Work order →
Print exactly those lines that run from the beginning of the data to the line bearing "coordinates (BED format).", inclusive.

(Data records)
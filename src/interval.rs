//! Core interval types for liftover coordinates.

use crate::error::{CoverageError, Result};
use rustc_hash::FxHashMap;
use std::fmt;

/// An interval on a named contig.
/// Uses 0-based, half-open coordinates (BED format).
#[derive(Debug, Clone, PartialEq, Eq, Hash)]
pub struct Interval {
    pub contig: String,
    pub start: u64,
    pub end: u64,
}

impl Interval {
    /// Create a new interval without checking `start <= end`.
    #[inline]
    pub fn new(contig: impl Into<String>, start: u64, end: u64) -> Self {
        Self {
            contig: contig.into(),
            start,
            end,
        }
    }

    /// Create a new interval, rejecting `start > end`.
    pub fn try_new(contig: impl Into<String>, start: u64, end: u64) -> Result<Self> {
        let interval = Self::new(contig, start, end);
        interval.validate()?;
        Ok(interval)
    }

    /// Check the half-open invariant.
    #[inline]
    pub fn validate(&self) -> Result<()> {
        if self.start > self.end {
            return Err(CoverageError::InvalidInterval {
                contig: self.contig.clone(),
                start: self.start,
                end: self.end,
            });
        }
        Ok(())
    }

    /// Returns the length of the interval.
    #[inline]
    pub fn len(&self) -> u64 {
        self.end.saturating_sub(self.start)
    }

    /// Returns true if the interval has zero length.
    #[inline]
    pub fn is_empty(&self) -> bool {
        self.start >= self.end
    }

    /// The span of this interval without its contig.
    #[inline]
    pub fn region(&self) -> Region {
        Region::new(self.start, self.end)
    }
}

impl<S: Into<String>> From<(S, u64, u64)> for Interval {
    fn from((contig, start, end): (S, u64, u64)) -> Self {
        Interval::new(contig, start, end)
    }
}

impl fmt::Display for Interval {
    fn fmt(&self, f: &mut fmt::Formatter<'_>) -> fmt::Result {
        write!(f, "{}\t{}\t{}", self.contig, self.start, self.end)
    }
}

/// A half-open span on a single contig. The contig is the key of the map
/// that holds it.
#[derive(Debug, Clone, Copy, PartialEq, Eq, Hash, PartialOrd, Ord)]
pub struct Region {
    pub start: u64,
    pub end: u64,
}

impl Region {
    #[inline]
    pub fn new(start: u64, end: u64) -> Self {
        Self { start, end }
    }

    #[inline]
    pub fn len(&self) -> u64 {
        self.end.saturating_sub(self.start)
    }

    #[inline]
    pub fn is_empty(&self) -> bool {
        self.start >= self.end
    }

    /// Attach a contig name.
    pub fn to_interval(&self, contig: &str) -> Interval {
        Interval::new(contig, self.start, self.end)
    }
}

impl From<(u64, u64)> for Region {
    fn from((start, end): (u64, u64)) -> Self {
        Region::new(start, end)
    }
}

/// Maximal run of bases with at least one open interval.
pub type CoveredRegion = Region;

/// Complement span that survived padding and size filtering.
pub type GapRegion = Region;

/// Regions grouped by contig.
pub type RegionMap = FxHashMap<String, Vec<Region>>;

/// Sum of region lengths.
pub fn total_length(regions: &[Region]) -> u64 {
    regions.iter().map(Region::len).sum()
}

/// Sum of region lengths across every contig of a map.
pub fn map_total_length(regions: &RegionMap) -> u64 {
    regions.values().map(|r| total_length(r)).sum()
}
impl<'a> SqlAstRenderer<'a> {
    pub fn render(statement: &Statement, dialect: &'a dyn Dialect) -> Result<RenderedStatement> {
        let mut renderer = Self::new(dialect, ParameterStyle::Placeholder);
        renderer.visit_statement(statement)?;
        Ok(RenderedStatement {
            sql: renderer.sql,
            parameters: renderer.parameters,
            statement: Arc::new(statement.clone()),
        })
    }

    /// Render for use inside a routine body: parameters become routine arguments.
    pub fn render_routine_body(statement: &Statement, dialect: &'a dyn Dialect) -> Result<String> {
        let mut renderer = Self::new(dialect, ParameterStyle::RoutineBody);
        renderer.visit_statement(statement)?;
        Ok(renderer.sql)
    }

    fn new(dialect: &'a dyn Dialect, style: ParameterStyle) -> Self {
        Self {
            dialect,
            style,
            sql: String::new(),
            parameters: Vec::new(),
        }
    }

    fn visit_statement(&mut self, statement: &Statement) -> Result<()> {
        match statement {
            Statement::Select(spec) => self.visit_query_spec(spec),
            Statement::Insert(insert) => {
                self.sql.push_str("insert into ");
                self.push_identifier(&insert.table);
                self.sql.push_str(" (");
                for (i, column) in insert.columns.iter().enumerate() {
                    if i > 0 {
                        self.sql.push_str(", ");
                    }
                    self.push_identifier(column);
                }
                self.sql.push_str(") values (");
                self.visit_comma_separated(&insert.values)?;
                self.sql.push(')');
                Ok(())
            }
            Statement::Update(update) => {
                self.sql.push_str("update ");
                self.push_identifier(&update.table);
                self.sql.push_str(" set ");
                for (i, assignment) in update.assignments.iter().enumerate() {
                    if i > 0 {
                        self.sql.push_str(", ");
                    }
                    self.push_identifier(&assignment.column);
                    self.sql.push_str("=");
                    self.visit_expr(&assignment.value)?;
                }
                self.visit_where(update.selection.as_ref())
            }
            Statement::Delete(delete) => {
                self.sql.push_str("delete from ");
                self.push_identifier(&delete.table);
                self.visit_where(delete.selection.as_ref())
            }
            Statement::Call(call) => {
                let signature = RoutineSignature {
                    name: call.routine.clone(),
                    parameter_types: call
                        .arguments
                        .iter()
                        .map(|arg| match arg {
                            Expr::Parameter(p) => Ok(p.sql_type),
                            other => Err(OrmError::IllegalState(format!(
                                "Routine arguments must be parameters, got {:?}",
                                other
                            ))),
                        })
                        .collect::<Result<Vec<_>>>()?,
                    result_types: call.returns_rows.then(|| call.result_types.clone()),
                };
                self.sql.push_str(&self.dialect.call_routine(&signature));
                for arg in &call.arguments {
                    if let Expr::Parameter(p) = arg {
                        self.parameters.push(p.clone());
                    }
                }
                Ok(())
            }
        }
    }

    fn visit_query_spec(&mut self, spec: &QuerySpec) -> Result<()> {
        self.sql.push_str("select ");
        if spec.select.distinct {
            self.sql.push_str("distinct ");
        }
        for (i, item) in spec.select.items.iter().enumerate() {
            if i > 0 {
                self.sql.push_str(", ");
            }
            self.visit_expr(&item.expr)?;
            if let Some(alias) = &item.alias {
                self.sql.push_str(" as ");
                self.sql.push_str(alias);
            }
        }

        if let Some(from) = &spec.from {
            self.sql.push_str(" from ");
            self.push_table(&from.root);
            for join in &from.joins {
                self.sql.push_str(match join.kind {
                    JoinKind::Inner => " inner join ",
                    JoinKind::LeftOuter => " left outer join ",
                });
                self.push_table(&join.table);
                self.sql.push_str(" on ");
                self.visit_expr(&join.predicate)?;
            }
        }

        self.visit_where(spec.selection.as_ref())?;

        if !spec.order_by.is_empty() {
            self.sql.push_str(" order by ");
            for (i, sort) in spec.order_by.iter().enumerate() {
                if i > 0 {
                    self.sql.push_str(", ");
                }
                self.visit_expr(&sort.expr)?;
                if sort.descending {
                    self.sql.push_str(" desc");
                }
            }
        }

        let limit = self.dialect.limit_clause(spec.limit, spec.offset);
        self.sql.push_str(&limit);

        if spec.for_update {
            self.sql.push_str(self.dialect.for_update_string());
        }
        Ok(())
    }

    fn visit_where(&mut self, selection: Option<&Expr>) -> Result<()> {
        if let Some(predicate) = selection {
            self.sql.push_str(" where ");
            self.visit_expr(predicate)?;
        }
        Ok(())
    }

    fn visit_comma_separated(&mut self, items: &[Expr]) -> Result<()> {
        for (i, item) in items.iter().enumerate() {
            if i > 0 {
                self.sql.push_str(", ");
            }
            self.visit_expr(item)?;
        }
        Ok(())
    }

    fn visit_expr(&mut self, expr: &Expr) -> Result<()> {
        match expr {
            Expr::Column(column) => {
                if let Some(qualifier) = &column.qualifier {
                    self.sql.push_str(qualifier);
                    self.sql.push('.');
                }
                self.push_identifier(&column.column);
            }
            Expr::Literal(value) => self.push_literal(value),
            Expr::Parameter(parameter) => {
                self.parameters.push(parameter.clone());
                match self.style {
                    ParameterStyle::Placeholder => self.sql.push('?'),
                    ParameterStyle::RoutineBody => {
                        let marker = self.dialect.routine_parameter(self.parameters.len());
                        self.sql.push_str(&marker);
                    }
                }
            }
            Expr::Comparison { left, op, right } => {
                self.visit_expr(left)?;
                self.sql.push_str(op.sql());
                self.visit_expr(right)?;
            }
            Expr::Junction { kind, items } => {
                if items.is_empty() {
                    // Empty AND is true, empty OR is false
                    self.sql.push_str(match kind {
                        JunctionKind::And => "1=1",
                        JunctionKind::Or => "1=0",
                    });
                    return Ok(());
                }
                let separator = match kind {
                    JunctionKind::And => " and ",
                    JunctionKind::Or => " or ",
                };
                self.sql.push('(');
                for (i, item) in items.iter().enumerate() {
                    if i > 0 {
                        self.sql.push_str(separator);
                    }
                    self.visit_expr(item)?;
                }
                self.sql.push(')');
            }
            Expr::Not(inner) => {
                self.sql.push_str("not (");
                self.visit_expr(inner)?;
                self.sql.push(')');
            }
            Expr::IsNull { expr, negated } => {
                self.visit_expr(expr)?;
                self.sql.push_str(if *negated { " is not null" } else { " is null" });
            }
            Expr::InList { expr, list, negated } => {
                self.visit_expr(expr)?;
                self.sql.push_str(if *negated { " not in (" } else { " in (" });
                self.visit_comma_separated(list)?;
                self.sql.push(')');
            }
            Expr::InSubquery {
                expr,
                subquery,
                negated,
            } => {
                self.visit_expr(expr)?;
                self.sql.push_str(if *negated { " not in (" } else { " in (" });
                self.visit_query_spec(subquery)?;
                self.sql.push(')');
            }
            Expr::Tuple(items) => {
                self.sql.push('(');
                self.visit_comma_separated(items)?;
                self.sql.push(')');
            }
            Expr::NextValue { sequence } => {
                let next = self.dialect.sequence_next_value(sequence)?;
                self.sql.push_str(&next);
            }
        }
        Ok(())
    }

    fn push_table(&mut self, table: &TableReference) {
        self.push_identifier(&table.table);
        self.sql.push(' ');
        self.sql.push_str(&table.alias);
    }

    fn push_identifier(&mut self, identifier: &str) {
        let quoted = self.dialect.quote_identifier(identifier);
        self.sql.push_str(&quoted);
    }

    fn push_literal(&mut self, value: &Value) {
        match value {
            Value::Null => self.sql.push_str("null"),
            Value::Text(s) => {
                self.sql.push('\'');
                self.sql.push_str(&s.replace('\'', "''"));
                self.sql.push('\'');
            }
            other => self.sql.push_str(&other.to_string()),
        }
    }
}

Expected answer →
filename src/interval.rs
//! Core interval types for liftover coordinates.

use crate::error::{CoverageError, Result};
use rustc_hash::FxHashMap;
use std::fmt;

/// An interval on a named contig.
/// Uses 0-based, half-open coordinates (BED format).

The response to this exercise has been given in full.